Following a strict low carbohydrate diet causes your body to use all the blood sugar as energy. When this happens, glycogen (medium-long term energy store) which is stored in the muscles and liver will start to be converted to glucose through a process called gluconeogenesis, and used as energy. As the supply of glycogen in the body starts to fall, and our cells rely on fat more and more as a source of energy. Fats are converted to energy by being broken down into glycerol and fatty acids chains (one molecule of fat will typically produce 3 fatty acid chains and one molecule of glycerol). The fatty acids then under go a reaction called beta-oxidation which converts them into a compounds called acetyl-CoA, which is then able to be converted into energy (ATP) through the same mechanism by which glucose is. However, as fatty acids (particularly long chain fatty acids) are unable to pass through the blood-brain barrier, the brain is unable to use fatty acids as a source of energy. Instead, the brain uses ketones (which can cross the blood-brain barrier) as a source of energy, which are created in the liver from acetyl-CoA. When this occurs, the body is considered to be in a state of ‘ketosis’, which indicates a metabolic shift in the body from glucose to fatty acids. A state of ketosis can be identified by the presence of ketones in urine and the smell of pear drops on your breath. As fats are now the primary source of energy in the body, the body will metabolise body fat much more readily than with a conventional modern diets, resulting in the desired weight loss effects.


Dangers of ketosis diets

It is possible to follow a low carbohydrate diet and be very healthy as long as the health risk are understood and avoided. A common mistake whilst of these diets is consuming too little fibre, primarily because fibre is found in high carbohydrate foods such as rice, fruit and breads which are avoided. If someone consumes too little dietary fibre for extended periods of time they will experience digestion problems such as constipation, stomach cramps and damage to the intestines due to lack of stool movement. It is also relatively common to be deficient in certain vitamins/ minerals for the same reason. To combat this, nutrient dense vegetables should be consumed, such as broccoli, which is both high in fibre and vitamins/ minerals. It is possible to consume large amounts of certain vegetables and remain in ketosis.
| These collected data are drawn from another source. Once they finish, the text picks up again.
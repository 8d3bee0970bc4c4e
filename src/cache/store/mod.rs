//! Storage backends for cached responses.
//!
//! The middleware only talks to the [`CacheStore`] trait. Two backends ship
//! with the crate:
//!
//! - [`MemoryStore`]: process-local, built on `moka`.
//! - `RedisStore` (feature `redis`): shared across instances.
//!
//! Both hold entries in the JSON record form produced by
//! [`CachedEntry::encode`].

use std::sync::Arc;
use std::time::Duration;

use async_trait::async_trait;

use super::{CacheKey, CachedEntry, KeyPolicy, StoreError};
use crate::Request;

mod memory;
#[cfg(feature = "redis")]
mod redis_store;

pub use memory::{DEFAULT_MAX_ENTRIES, MemoryStore};
#[cfg(feature = "redis")]
pub use redis_store::RedisStore;

/// Key-value backend holding one [`CachedEntry`] per [`CacheKey`], with TTL.
///
/// Implementations are shared by every in-flight request and must tolerate
/// concurrent callers. Concurrent writers for one key all carry the same
/// artifact, so last-write-wins is acceptable.
#[async_trait]
pub trait CacheStore: Send + Sync {
    /// Derives the key identifying `request`. Must be a pure function of the
    /// request.
    fn derive_key(&self, request: &Request) -> CacheKey {
        CacheKey::derive(request, &KeyPolicy::default())
    }

    /// Fetches the live entry for `key`, if any. Expired entries are never
    /// returned.
    async fn get(&self, key: &CacheKey) -> Result<Option<CachedEntry>, StoreError>;

    /// Stores `entry` under `key` for `lifetime`, replacing any existing entry.
    async fn set(
        &self,
        key: &CacheKey,
        entry: CachedEntry,
        lifetime: Duration,
    ) -> Result<(), StoreError>;
}

#[async_trait]
impl<S> CacheStore for Arc<S>
where
    S: CacheStore + ?Sized,
{
    fn derive_key(&self, request: &Request) -> CacheKey {
        (**self).derive_key(request)
    }

    async fn get(&self, key: &CacheKey) -> Result<Option<CachedEntry>, StoreError> {
        (**self).get(key).await
    }

    async fn set(
        &self,
        key: &CacheKey,
        entry: CachedEntry,
        lifetime: Duration,
    ) -> Result<(), StoreError> {
        (**self).set(key, entry, lifetime).await
    }
}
During ketosis, there is an increased amount of ketones and ammonia circulating in the body. For the majority of healthy individuals, this doesn’t pose a problem, as the body has a number of safety mechanisms which ensure levels of these compounds (particularly ketones) do not increase above a tolerable threshold. However, for some individuals (diabetics in particular), these mechanisms may not work, and so the levels of ketones can rise, causing a fall in the blood pH. This results in a condition called ketoacidosis, and in extreme circumstances can be fatal. To combat ketoacidosis more carbohydrates need to be consumed, which will reduce the amount of ketones being produced, and as a result help normalize blood pH. Levels of ammonia are less of a concern that ketones, and it is very common to experience elevated levels of ammonia, and only experience little negative effects. An early sign of raised ammonia levels is the smell of ammonia in sweat, or taste in your month. In order to combat this, more water and vegetables should be consumed.



Low carbohydrate/ ketosis diets are very common and effective with regards to a weight loss/ management diet. They work by forcing the body to switch its main energy source from sugars to fats, and it doing so promotes body fat metabolism and prevents fat stores being formed by consuming large amounts of carbohydrates. These diets are safe to follow, and are often healthier than many modern diets. However, it is important to ensure enough vegetables are being consumed to ensure that you are obtaining enough vitamins, minerals, fibre and water. By doing this, you minimize the chance of experiencing health complications.